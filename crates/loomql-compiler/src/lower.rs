//! Selection AST construction from the host's typed expression tree.
//!
//! Lowering is the only pass that looks at [`SelectExpr`]; everything
//! downstream operates on [`Selection`] trees. Constructs the AST cannot
//! represent are rejected here with `UnsupportedSelectionShape` — there
//! is no partial lowering of a call site.

use loomql_core::{
    ArgExpr, ArgValue, Argument, CallSite, Construction, FieldExpr, FieldSelect, FragmentDecl,
    FragmentRef, LitValue, ModuleId, ResultBinding, SelectExpr, Selection, Span,
};

use crate::diagnostics::{DiagnosticKind, Diagnostics};
use crate::{Error, PassResult};

/// Lower a call site's body into a selection set plus the construction
/// style of the operation result.
pub fn lower_call_site(site: &CallSite, fuel: u32) -> PassResult<(Vec<Selection>, Construction)> {
    let mut ctx = LowerCtx::new(&site.module);
    let out = ctx.lower_body(&site.body, fuel)?;
    if out.0.is_empty() && !ctx.diagnostics.has_errors() {
        ctx.report_empty(site.body.span());
    }
    Ok((out, ctx.diagnostics))
}

/// Lower one fragment declaration site's body.
pub fn lower_fragment_body(
    decl: &FragmentDecl,
    fuel: u32,
) -> PassResult<(Vec<Selection>, Construction)> {
    let mut ctx = LowerCtx::new(&decl.module);
    let out = ctx.lower_body(&decl.body, fuel)?;
    if out.0.is_empty() && !ctx.diagnostics.has_errors() {
        ctx.report_empty(decl.body.span());
    }
    Ok((out, ctx.diagnostics))
}

struct LowerCtx<'a> {
    module: &'a ModuleId,
    diagnostics: Diagnostics,
}

impl<'a> LowerCtx<'a> {
    fn new(module: &'a ModuleId) -> Self {
        Self {
            module,
            diagnostics: Diagnostics::new(),
        }
    }

    fn report_empty(&mut self, span: Span) {
        self.diagnostics
            .report(
                DiagnosticKind::UnsupportedSelectionShape,
                self.module.clone(),
                span,
            )
            .message("selection set is empty")
            .emit();
    }

    /// Lower a selection-position expression into (children, construction).
    ///
    /// The construction describes how the produced siblings assemble into
    /// the enclosing value; the enclosing field node carries it.
    fn lower_body(
        &mut self,
        expr: &SelectExpr,
        fuel: u32,
    ) -> crate::Result<(Vec<Selection>, Construction)> {
        if fuel == 0 {
            return Err(Error::RecursionLimitExceeded);
        }

        match expr {
            SelectExpr::Field(field) => {
                let binding = Self::implicit_binding(field);
                let lowered = self.lower_field(field, binding, fuel - 1)?;
                Ok((vec![lowered], Construction::Properties))
            }
            SelectExpr::Fragment { .. } => {
                let mut out = Vec::new();
                self.lower_sibling(expr, &mut out, None, fuel - 1)?;
                Ok((out, Construction::Properties))
            }
            SelectExpr::Props { fields, .. } => {
                let mut out = Vec::new();
                for field in fields {
                    self.lower_sibling(field, &mut out, None, fuel - 1)?;
                }
                self.check_sibling_bindings(&out);
                Ok((out, Construction::Properties))
            }
            SelectExpr::New {
                type_name, args, ..
            } => {
                let mut out = Vec::new();
                for (position, arg) in args.iter().enumerate() {
                    let binding = ResultBinding::ConstructorArg(position as u32);
                    self.lower_sibling(arg, &mut out, Some(binding), fuel - 1)?;
                }
                Ok((out, Construction::Constructor(type_name.clone())))
            }
            SelectExpr::Init {
                type_name, entries, ..
            } => {
                let mut out = Vec::new();
                for (entry_name, entry) in entries {
                    let binding = ResultBinding::InitializerEntry(entry_name.clone());
                    self.lower_sibling(entry, &mut out, Some(binding), fuel - 1)?;
                }
                self.check_sibling_bindings(&out);
                Ok((out, Construction::Initializer(type_name.clone())))
            }
            SelectExpr::Opaque { reason, span } => {
                self.diagnostics
                    .report(
                        DiagnosticKind::UnsupportedSelectionShape,
                        self.module.clone(),
                        *span,
                    )
                    .message(reason.clone())
                    .emit();
                Ok((Vec::new(), Construction::Properties))
            }
        }
    }

    /// Lower one sibling inside a selection set.
    ///
    /// `binding` overrides the field's implicit binding when the enclosing
    /// expression is a constructor or initializer.
    fn lower_sibling(
        &mut self,
        expr: &SelectExpr,
        out: &mut Vec<Selection>,
        binding: Option<ResultBinding>,
        fuel: u32,
    ) -> crate::Result<()> {
        if fuel == 0 {
            return Err(Error::RecursionLimitExceeded);
        }

        match expr {
            SelectExpr::Field(field) => {
                let binding = binding.unwrap_or_else(|| Self::implicit_binding(field));
                let lowered = self.lower_field(field, binding, fuel - 1)?;
                out.push(lowered);
            }
            SelectExpr::Fragment {
                module,
                name,
                args,
                span,
            } => {
                if binding.is_some() {
                    // A fragment contributes a whole field set; it cannot
                    // fill a single positional or named slot.
                    self.diagnostics
                        .report(
                            DiagnosticKind::UnsupportedSelectionShape,
                            self.module.clone(),
                            *span,
                        )
                        .message("a fragment cannot supply a single constructor or initializer slot")
                        .emit();
                    return Ok(());
                }
                let mut lowered_args = Vec::with_capacity(args.len());
                for arg in args {
                    lowered_args.push(self.lower_arg(arg, fuel - 1)?);
                }
                out.push(Selection::FragmentRef(FragmentRef {
                    module: module.clone(),
                    name: name.clone(),
                    args: lowered_args,
                    span: *span,
                }));
            }
            other => {
                self.diagnostics
                    .report(
                        DiagnosticKind::UnsupportedSelectionShape,
                        self.module.clone(),
                        other.span(),
                    )
                    .message("expected a field access or fragment application")
                    .emit();
            }
        }
        Ok(())
    }

    fn lower_field(
        &mut self,
        field: &FieldExpr,
        binding: ResultBinding,
        fuel: u32,
    ) -> crate::Result<Selection> {
        if fuel == 0 {
            return Err(Error::RecursionLimitExceeded);
        }

        let mut args = Vec::with_capacity(field.args.len());
        for (name, value) in &field.args {
            let value = self.lower_arg(value, fuel - 1)?;
            args.push(Argument::new(name.clone(), value));
        }

        let (children, construction) = match &field.selection {
            Some(selection) => {
                let before = self.diagnostics.len();
                let (children, construction) = self.lower_body(selection, fuel - 1)?;
                if children.is_empty() && self.diagnostics.len() == before {
                    self.report_empty(selection.span());
                }
                (children, construction)
            }
            None => (Vec::new(), Construction::Properties),
        };

        Ok(Selection::Field(FieldSelect {
            name: field.name.clone(),
            args,
            children,
            binding,
            construction,
            span: field.span,
        }))
    }

    fn lower_arg(&mut self, arg: &ArgExpr, fuel: u32) -> crate::Result<ArgValue> {
        if fuel == 0 {
            return Err(Error::RecursionLimitExceeded);
        }

        Ok(match arg {
            // The document grammar has no spelling for non-finite floats.
            ArgExpr::Lit(LitValue::Float(x)) if !x.is_finite() => {
                ArgValue::Opaque(format!("non-finite float literal `{x}`"))
            }
            ArgExpr::Lit(lit) => ArgValue::Lit(lit.clone()),
            ArgExpr::Input {
                id,
                name,
                wire_type,
                ..
            } => ArgValue::Input {
                id: *id,
                name: name.clone(),
                wire_type: wire_type.clone(),
            },
            // Leftover parameters (used outside a fragment, or never
            // substituted) are rejected by the variable lifter.
            ArgExpr::Param { name, .. } => ArgValue::Param(name.clone()),
            ArgExpr::Object(entries) => {
                let mut lowered = Vec::with_capacity(entries.len());
                for (name, value) in entries {
                    lowered.push((name.clone(), self.lower_arg(value, fuel - 1)?));
                }
                ArgValue::Object(lowered)
            }
            ArgExpr::List(items) => {
                let mut lowered = Vec::with_capacity(items.len());
                for item in items {
                    lowered.push(self.lower_arg(item, fuel - 1)?);
                }
                ArgValue::List(lowered)
            }
            ArgExpr::Opaque { reason, .. } => ArgValue::Opaque(reason.clone()),
        })
    }

    /// Two distinct sibling fields bound to the same result slot can not
    /// be mapped unambiguously. Identical (name, args) siblings are fine;
    /// the resolver merges them into one node.
    fn check_sibling_bindings(&mut self, siblings: &[Selection]) {
        for (i, a) in siblings.iter().enumerate() {
            let Selection::Field(a) = a else { continue };
            for b in &siblings[i + 1..] {
                let Selection::Field(b) = b else { continue };
                let same_identity = a.name == b.name && a.args == b.args;
                if !same_identity && a.binding.target() == b.binding.target() {
                    self.diagnostics
                        .report(
                            DiagnosticKind::AmbiguousFieldBinding,
                            self.module.clone(),
                            b.span,
                        )
                        .message(b.binding.target())
                        .related_to(self.module.clone(), a.span, "also bound here")
                        .emit();
                }
            }
        }
    }

    fn implicit_binding(field: &FieldExpr) -> ResultBinding {
        let property = field.property.clone().unwrap_or_else(|| field.name.clone());
        ResultBinding::Property(property)
    }
}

· · · ·

### TO DO
Please give the number of lines in the data above that include the string "Object", and nothing else.

### SOLUTION TO THIS TASK
2